Indiana Administrative Code
Title 405 - OFFICE OF THE SECRETARY OF FAMILY AND SOCIAL SERVICES
Article 10 - HEALTHY INDIANA PLAN
Rule 8 - Managed Care Organizations and Administrators
Section 8-2 - Changing managed care organizations

Universal Citation: 405 IN Admin Code 8-2

Current through September 18, 2024

Authority: IC 12-15-44.5-9

Affected: IC 12-15-44.5

Sec. 2.

(a) A member shall remain enrolled with the same managed care organization during the member's benefit period. If a member leaves the program and returns during the same benefit period, the member shall remain enrolled in the same MCO. A member may change managed care organizations upon request only in the following circumstances:

(1) Without cause for new conditional or fast track members, before making the member's fast track prepayment or initial POWER account contribution or within sixty (60) days of being assigned to a managed care organization, whichever comes first.

(2) For cause at any time. A member under this subsection may request to change managed care organizations at any time by submitting a grievance to the managed care organization and receiving the managed care organization's or the division's approval.

(b) For purposes of subsection (a)(2), "for cause" includes any of the following:

(1) The causes for disenrollment set forth in 42 CFR 438.56(d)(2)(i) - (iii).

(2) Receiving poor quality care.

(3) Failure of the managed care organization to provide covered services.

(4) Failure of the managed care organization to comply with established standards of medical care administration.

(5) Lack of access to providers experienced in dealing with the member's health care needs.

(6) Significant language or cultural barriers.

(7) Corrective action levied against the managed care organization by the office.

(8) Limited access to a primary care clinic or other health services within reasonable proximity to a member's residence.

(9) A determination that another managed care organization's formulary is more consistent with a new member's existing health care needs.
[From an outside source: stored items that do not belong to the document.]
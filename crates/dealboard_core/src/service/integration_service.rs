//! Integration listing and dashboard aggregation service.
//!
//! # Responsibility
//! - Validate filters and paging before the repository is queried.
//! - Expose grouped counts (`total`, kind, brand, channel, tag).
//!
//! # Invariants
//! - Unknown kind filters are rejected, never silently widened.
//! - An empty collection yields zero total and empty buckets.

use crate::clock::{Clock, SystemClock};
use crate::model::integration::{
    Integration, IntegrationFilter, IntegrationId, IntegrationKind, IntegrationValidationError,
    NewIntegration,
};
use crate::repo::integration_repo::{IntegrationCounts, IntegrationRepository};
use crate::repo::RepoError;
use log::{debug, info};
use std::error::Error;
use std::fmt::{Display, Formatter};
use uuid::Uuid;

const DEFAULT_PER_PAGE: u32 = 20;
const MAX_PER_PAGE: u32 = 100;

pub type IntegrationServiceResult<T> = Result<T, IntegrationServiceError>;

/// Errors from integration use-cases.
#[derive(Debug)]
pub enum IntegrationServiceError {
    Validation(IntegrationValidationError),
    IntegrationNotFound(IntegrationId),
    Repo(RepoError),
}

impl Display for IntegrationServiceError {
    fn fmt(&self, f: &mut Formatter<'_>) -> std::fmt::Result {
        match self {
            Self::Validation(err) => write!(f, "{err}"),
            Self::IntegrationNotFound(id) => write!(f, "integration not found: {id}"),
            Self::Repo(err) => write!(f, "{err}"),
        }
    }
}

impl Error for IntegrationServiceError {
    fn source(&self) -> Option<&(dyn Error + 'static)> {
        match self {
            Self::Validation(err) => Some(err),
            Self::Repo(err) => Some(err),
            Self::IntegrationNotFound(_) => None,
        }
    }
}

impl From<IntegrationValidationError> for IntegrationServiceError {
    fn from(value: IntegrationValidationError) -> Self {
        Self::Validation(value)
    }
}

impl From<RepoError> for IntegrationServiceError {
    fn from(value: RepoError) -> Self {
        match value {
            RepoError::NotFound(id) => Self::IntegrationNotFound(id),
            RepoError::IntegrationValidation(err) => Self::Validation(err),
            other => Self::Repo(other),
        }
    }
}

/// One entry of the "kinds in use" listing.
#[derive(Debug, Clone, Copy, PartialEq, Eq)]
pub struct UsedKind {
    pub kind: IntegrationKind,
    pub name: &'static str,
}

/// Integration service facade.
pub struct IntegrationService<R: IntegrationRepository, C: Clock = SystemClock> {
    repo: R,
    clock: C,
}

impl<R: IntegrationRepository> IntegrationService<R> {
    pub fn new(repo: R) -> Self {
        Self::with_clock(repo, SystemClock)
    }
}

impl<R: IntegrationRepository, C: Clock> IntegrationService<R, C> {
    pub fn with_clock(repo: R, clock: C) -> Self {
        Self { repo, clock }
    }

    pub fn create_integration(
        &self,
        request: NewIntegration,
    ) -> IntegrationServiceResult<Integration> {
        request.validate()?;
        let integration = Integration {
            id: Uuid::new_v4(),
            name: request.name.trim().to_string(),
            kind: request.kind,
            brand_id: request.brand_id,
            tag_ids: request.tag_ids,
            created_at: self.clock.now_ms(),
        };
        self.repo.create_integration(&integration)?;
        info!(
            "event=integration_create module=integration_service status=ok integration_id={} kind={}",
            integration.id,
            integration.kind.as_str()
        );
        Ok(integration)
    }

    pub fn get_integration(&self, id: IntegrationId) -> IntegrationServiceResult<Integration> {
        self.repo
            .get_integration(id)?
            .ok_or(IntegrationServiceError::IntegrationNotFound(id))
    }

    /// Lists one page of integrations matching `filter`.
    ///
    /// `page` is 1-based and defaults to 1; `per_page` defaults to 20 and
    /// clamps to 100.
    pub fn list_integrations(
        &self,
        filter: &IntegrationFilter,
        page: Option<u32>,
        per_page: Option<u32>,
    ) -> IntegrationServiceResult<Vec<Integration>> {
        filter.resolved_kinds()?;
        let (limit, offset) = page_window(page, per_page)?;
        Ok(self.repo.list_integrations(filter, limit, offset)?)
    }

    /// Grouped counts over integrations matching `filter`.
    pub fn aggregate_counts(
        &self,
        filter: &IntegrationFilter,
    ) -> IntegrationServiceResult<IntegrationCounts> {
        filter.resolved_kinds()?;
        let counts = self.repo.count_integrations(filter)?;
        debug!(
            "event=integration_counts module=integration_service status=ok total={} kinds={} channels={}",
            counts.total,
            counts.by_kind.len(),
            counts.by_channel.len()
        );
        Ok(counts)
    }

    /// Replaces the integrations that belong to `channel_id`.
    pub fn set_channel_integrations(
        &self,
        channel_id: &str,
        integration_ids: &[IntegrationId],
    ) -> IntegrationServiceResult<()> {
        if channel_id.trim().is_empty() {
            return Err(IntegrationValidationError::BlankReference("channel_id").into());
        }
        self.repo.set_channel_integrations(channel_id, integration_ids)?;
        info!(
            "event=channel_members_set module=integration_service status=ok members={}",
            integration_ids.len()
        );
        Ok(())
    }

    pub fn channel_integrations(
        &self,
        channel_id: &str,
    ) -> IntegrationServiceResult<Vec<IntegrationId>> {
        Ok(self.repo.channel_integrations(channel_id)?)
    }

    /// Kinds that currently have at least one integration, with labels.
    pub fn used_kinds(&self) -> IntegrationServiceResult<Vec<UsedKind>> {
        Ok(self
            .repo
            .used_kinds()?
            .into_iter()
            .map(|kind| UsedKind {
                kind,
                name: kind.display_name(),
            })
            .collect())
    }
}

fn page_window(
    page: Option<u32>,
    per_page: Option<u32>,
) -> Result<(u32, u32), IntegrationValidationError> {
    let page = page.unwrap_or(1);
    let per_page = per_page.unwrap_or(DEFAULT_PER_PAGE);
    if page == 0 || per_page == 0 {
        return Err(IntegrationValidationError::InvalidPage { page, per_page });
    }
    let limit = per_page.min(MAX_PER_PAGE);
    let offset = (page - 1).saturating_mul(limit);
    Ok((limit, offset))
}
(10) Member was unable to select a managed care organization in the MCO selection period due to the member's eligibility status during the MCO selection period.

(11) Other circumstances determined by the office to constitute poor quality of health care coverage.

(c) A member who receives an unfavorable decision from the managed care organization under subsection (a)(2) may submit a request for reconsideration pursuant to the instructions in the managed care organization's notice of decision. A request for reconsideration shall be deemed approved if official action is not taken on the request by the first day of the second month following the month in which the individual submits the request. A member who files a grievance with the managed care organization and completes the reconsideration process shall be considered to have met the requirements of 405 IAC 10-5-2 for purposes of filing an appeal with the state.